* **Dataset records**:
-- Opening Marker --
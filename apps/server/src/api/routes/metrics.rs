//! Metrics API Routes
//!
//! Exposes Prometheus-compatible metrics endpoint for monitoring

use crate::api::handlers::metrics;
use crate::state::AppState;
use axum::{routing::get, Router};

pub fn metrics_routes() -> Router<AppState> {
    Router::new().route("/metrics", get(metrics::metrics_handler))
}
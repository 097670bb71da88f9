//! Property service - search and detail retrieval
//!
//! Orchestrates property reads by:
//! - Decoding and validating request parameters before any query runs
//! - Delegating to the property reader
//! - Applying detail visibility (published, or viewed by the owning company)
//! - Translating store failures into a generic server error

use crate::{
    config::SearchConfig,
    db::{search::SearchParameters, PropertyReader},
    metrics::{
        PROPERTY_OPERATIONS_TOTAL, PROPERTY_OPERATION_DURATION_SECONDS, PROPERTY_SEARCH_RESULTS,
    },
    models::{Property, PropertyPage, Viewer},
    Error, Result,
};
use std::sync::Arc;
use std::time::Instant;

/// Property service coordinates search and detail operations
#[derive(Clone)]
pub struct PropertyService {
    reader: Arc<dyn PropertyReader>,
    search_config: SearchConfig,
}

impl PropertyService {
    pub fn new(reader: Arc<dyn PropertyReader>, search_config: SearchConfig) -> Self {
        Self {
            reader,
            search_config,
        }
    }

    /// Search published properties from raw query items.
    ///
    /// GET /api/properties?params
    pub async fn search_properties(
        &self,
        query_items: &[(String, String)],
    ) -> Result<PropertyPage> {
        let params = SearchParameters::from_items(query_items, &self.search_config)?;
        self.search(&params).await
    }

    /// Search published properties with already-decoded parameters.
    pub async fn search(&self, params: &SearchParameters) -> Result<PropertyPage> {
        params.validate(&self.search_config)?;

        let started = Instant::now();
        let result = self
            .reader
            .search(params)
            .await
            .map_err(|e| store_failure("search", e));
        record("search", started, &result);

        if let Ok(page) = &result {
            PROPERTY_SEARCH_RESULTS
                .with_label_values(&[params.sort_by.as_str()])
                .observe(page.properties.len() as f64);
        }
        result
    }

    /// Fetch one property for the detail view.
    ///
    /// Unpublished properties are only visible to the corporate user who
    /// listed them. Everyone else gets the same not-found as for a missing id.
    ///
    /// GET /api/properties/{id}
    pub async fn get_property_by_id(
        &self,
        raw_id: &str,
        viewer: Option<Viewer>,
    ) -> Result<Property> {
        let id = parse_property_id(raw_id)?;

        let started = Instant::now();
        let result = self
            .reader
            .find_by_id(id)
            .await
            .map_err(|e| store_failure("detail", e))
            .and_then(|found| visible_to(found, viewer));
        record("detail", started, &result);
        result
    }
}

fn parse_property_id(raw: &str) -> Result<i32> {
    raw.trim()
        .parse::<i32>()
        .ok()
        .filter(|id| *id > 0)
        .ok_or_else(|| Error::Validation("Invalid property ID".to_string()))
}

fn visible_to(found: Option<Property>, viewer: Option<Viewer>) -> Result<Property> {
    match found {
        Some(property)
            if property.is_published
                || viewer.is_some_and(|v| v.owns(property.corporate_user_id)) =>
        {
            Ok(property)
        }
        Some(property) => {
            tracing::debug!(property_id = property.id, "Unpublished property hidden from viewer");
            Err(Error::NotFound("Property".to_string()))
        }
        None => Err(Error::NotFound("Property".to_string())),
    }
}

/// Store failures surface as a generic server error; the cause is logged here.
fn store_failure(operation: &'static str, err: Error) -> Error {
    match err {
        Error::Validation(_) | Error::NotFound(_) | Error::Unauthorized(_) => err,
        other => {
            tracing::error!(operation, error = %other, "Property store failure");
            Error::Internal(format!("{operation} failed"))
        }
    }
}

fn record<T>(operation: &'static str, started: Instant, result: &Result<T>) {
    let status = match result {
        Ok(_) => "success",
        Err(Error::NotFound(_)) => "not_found",
        Err(Error::Validation(_)) => "invalid",
        Err(_) => "error",
    };
    PROPERTY_OPERATIONS_TOTAL
        .with_label_values(&[operation, status])
        .inc();
    PROPERTY_OPERATION_DURATION_SECONDS
        .with_label_values(&[operation])
        .observe(started.elapsed().as_secs_f64());
}
//! Metrics endpoint handler
//!
//! Exposes Prometheus-compatible metrics for monitoring

use axum::{extract::State, http::StatusCode, response::IntoResponse};
use prometheus::{Encoder, TextEncoder};

use crate::state::AppState;

/// Handler for /metrics endpoint
/// Returns Prometheus text format metrics
pub async fn metrics_handler(State(state): State<AppState>) -> impl IntoResponse {
    // Pool gauges are sampled at scrape time.
    crate::metrics::DB_CONNECTIONS_ACTIVE
        .set(i64::from(state.db_pool.size()) - state.db_pool.num_idle() as i64);
    crate::metrics::DB_CONNECTIONS_IDLE.set(state.db_pool.num_idle() as i64);

    let encoder = TextEncoder::new();
    let metric_families = prometheus::gather();

    let mut buffer = vec![];
    match encoder.encode(&metric_families, &mut buffer) {
        Ok(_) => (
            StatusCode::OK,
            [("Content-Type", "text/plain; version=0.0.4; charset=utf-8")],
            buffer,
        ),
        Err(e) => {
            tracing::error!("Failed to encode metrics: {}", e);
            (
                StatusCode::INTERNAL_SERVER_ERROR,
                [("Content-Type", "text/plain")],
                b"Failed to encode metrics".to_vec(),
            )
        }
    }
}
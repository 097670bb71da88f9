//! Middleware stack for the API

pub mod layers;
pub mod metrics;
pub mod request_id;
pub mod security;

pub use layers::{compression, cors, trace};
pub use metrics::metrics_middleware;
pub use request_id::request_id_middleware;
pub use security::security_headers_middleware;
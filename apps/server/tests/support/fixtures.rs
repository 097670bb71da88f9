use anyhow::Context as _;
use chrono::{DateTime, Duration, TimeZone, Utc};
use rust_decimal::Decimal;
use sqlx::PgPool;

/// Ids seeded by `schema.sql`.
pub mod seed {
    pub const CORP_A: i32 = 1;
    pub const CORP_B: i32 = 2;
    pub const INDIVIDUAL: i32 = 3;

    pub const TOKYO: i32 = 13;
    pub const KANAGAWA: i32 = 14;

    pub const YAMANOTE: i32 = 1;
    pub const CHUO: i32 = 2;
    pub const TOYOKO: i32 = 3;

    pub const SHIBUYA: i32 = 101;
    pub const SHINJUKU: i32 = 102;
    pub const NAKANO: i32 = 201;
    pub const YOKOHAMA: i32 = 301;

    pub const PLAN_1K: i32 = 1;
    pub const PLAN_1LDK: i32 = 2;

    pub const MANSION: i32 = 1;
    pub const APARTMENT: i32 = 2;

    pub const AUTOLOCK: i32 = 1;
    pub const PETS_OK: i32 = 2;
    pub const DELIVERY_BOX: i32 = 3;
}

/// Builder for a property row plus its child rows.
#[derive(Debug, Clone)]
pub struct PropertyFixture {
    corporate_user_id: i32,
    title: String,
    description: Option<String>,
    prefecture_id: i32,
    building_type_id: i32,
    building_age: Option<i32>,
    floor_plan_type_id: i32,
    area: Decimal,
    rent: i32,
    is_published: bool,
    created_at: DateTime<Utc>,
    stations: Vec<(i32, i32, i32)>,
    images: Vec<(String, i32)>,
    features: Vec<i32>,
}

impl PropertyFixture {
    pub fn new(title: &str) -> Self {
        Self {
            corporate_user_id: seed::CORP_A,
            title: title.to_string(),
            description: None,
            prefecture_id: seed::TOKYO,
            building_type_id: seed::MANSION,
            building_age: Some(10),
            floor_plan_type_id: seed::PLAN_1K,
            area: Decimal::new(2500, 2),
            rent: 80_000,
            is_published: true,
            created_at: base_time(),
            stations: Vec::new(),
            images: Vec::new(),
            features: Vec::new(),
        }
    }

    pub fn owner(mut self, corporate_user_id: i32) -> Self {
        self.corporate_user_id = corporate_user_id;
        self
    }

    pub fn description(mut self, description: &str) -> Self {
        self.description = Some(description.to_string());
        self
    }

    pub fn prefecture(mut self, prefecture_id: i32) -> Self {
        self.prefecture_id = prefecture_id;
        self
    }

    pub fn building_type(mut self, building_type_id: i32) -> Self {
        self.building_type_id = building_type_id;
        self
    }

    pub fn building_age(mut self, building_age: Option<i32>) -> Self {
        self.building_age = building_age;
        self
    }

    pub fn floor_plan(mut self, floor_plan_type_id: i32) -> Self {
        self.floor_plan_type_id = floor_plan_type_id;
        self
    }

    pub fn area(mut self, area: Decimal) -> Self {
        self.area = area;
        self
    }

    pub fn rent(mut self, rent: i32) -> Self {
        self.rent = rent;
        self
    }

    pub fn unpublished(mut self) -> Self {
        self.is_published = false;
        self
    }

    /// Created `minutes` after the shared base time.
    pub fn created_minutes_after_base(mut self, minutes: i64) -> Self {
        self.created_at = base_time() + Duration::minutes(minutes);
        self
    }

    pub fn created_at(mut self, created_at: DateTime<Utc>) -> Self {
        self.created_at = created_at;
        self
    }

    pub fn station(mut self, station_id: i32, walking_minutes: i32, display_order: i32) -> Self {
        self.stations.push((station_id, walking_minutes, display_order));
        self
    }

    pub fn image(mut self, image_url: &str, display_order: i32) -> Self {
        self.images.push((image_url.to_string(), display_order));
        self
    }

    pub fn feature(mut self, feature_id: i32) -> Self {
        self.features.push(feature_id);
        self
    }

    /// Insert the property and its children; returns the new id.
    pub async fn insert(self, pool: &PgPool) -> anyhow::Result<i32> {
        let mut tx = pool.begin().await.context("begin fixture tx")?;

        let id: i32 = sqlx::query_scalar(
            "INSERT INTO properties (corporate_user_id, title, description, prefecture_id, \
             address, building_type_id, building_age, floor_plan_type_id, area, rent, \
             management_fee, deposit, key_money, is_published, created_at, updated_at) \
             VALUES ($1, $2, $3, $4, '東京都渋谷区1-2-3', $5, $6, $7, $8, $9, 5000, $9, 0, $10, $11, $11) \
             RETURNING id",
        )
        .bind(self.corporate_user_id)
        .bind(&self.title)
        .bind(&self.description)
        .bind(self.prefecture_id)
        .bind(self.building_type_id)
        .bind(self.building_age)
        .bind(self.floor_plan_type_id)
        .bind(self.area)
        .bind(self.rent)
        .bind(self.is_published)
        .bind(self.created_at)
        .fetch_one(&mut *tx)
        .await
        .context("insert property")?;

        for (station_id, walking_minutes, display_order) in &self.stations {
            sqlx::query(
                "INSERT INTO property_stations (property_id, station_id, walking_minutes, display_order) \
                 VALUES ($1, $2, $3, $4)",
            )
            .bind(id)
            .bind(station_id)
            .bind(walking_minutes)
            .bind(display_order)
            .execute(&mut *tx)
            .await
            .context("insert property station")?;
        }

        for (image_url, display_order) in &self.images {
            sqlx::query(
                "INSERT INTO property_images (property_id, image_url, display_order) VALUES ($1, $2, $3)",
            )
            .bind(id)
            .bind(image_url)
            .bind(display_order)
            .execute(&mut *tx)
            .await
            .context("insert property image")?;
        }

        for feature_id in &self.features {
            sqlx::query(
                "INSERT INTO property_property_features (property_id, feature_id) VALUES ($1, $2)",
            )
            .bind(id)
            .bind(feature_id)
            .execute(&mut *tx)
            .await
            .context("insert property feature")?;
        }

        tx.commit().await.context("commit fixture tx")?;
        Ok(id)
    }
}

pub fn base_time() -> DateTime<Utc> {
    Utc.with_ymd_and_hms(2024, 4, 1, 9, 0, 0)
        .single()
        .unwrap_or_else(Utc::now)
}

/// Insert `count` published properties with identical sort keys.
pub async fn insert_identical(pool: &PgPool, count: usize) -> anyhow::Result<Vec<i32>> {
    let mut ids = Vec::with_capacity(count);
    for i in 0..count {
        ids.push(
            PropertyFixture::new(&format!("同条件物件 {i}"))
                .insert(pool)
                .await?,
        );
    }
    Ok(ids)
}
-- Closing Marker --
* **Work task**:
Scan the records above and report every line with the string "Router".

* **The answer**:
use axum::{routing::get, Router};
pub fn metrics_routes() -> Router<AppState> {
    Router::new().route("/metrics", get(metrics::metrics_handler))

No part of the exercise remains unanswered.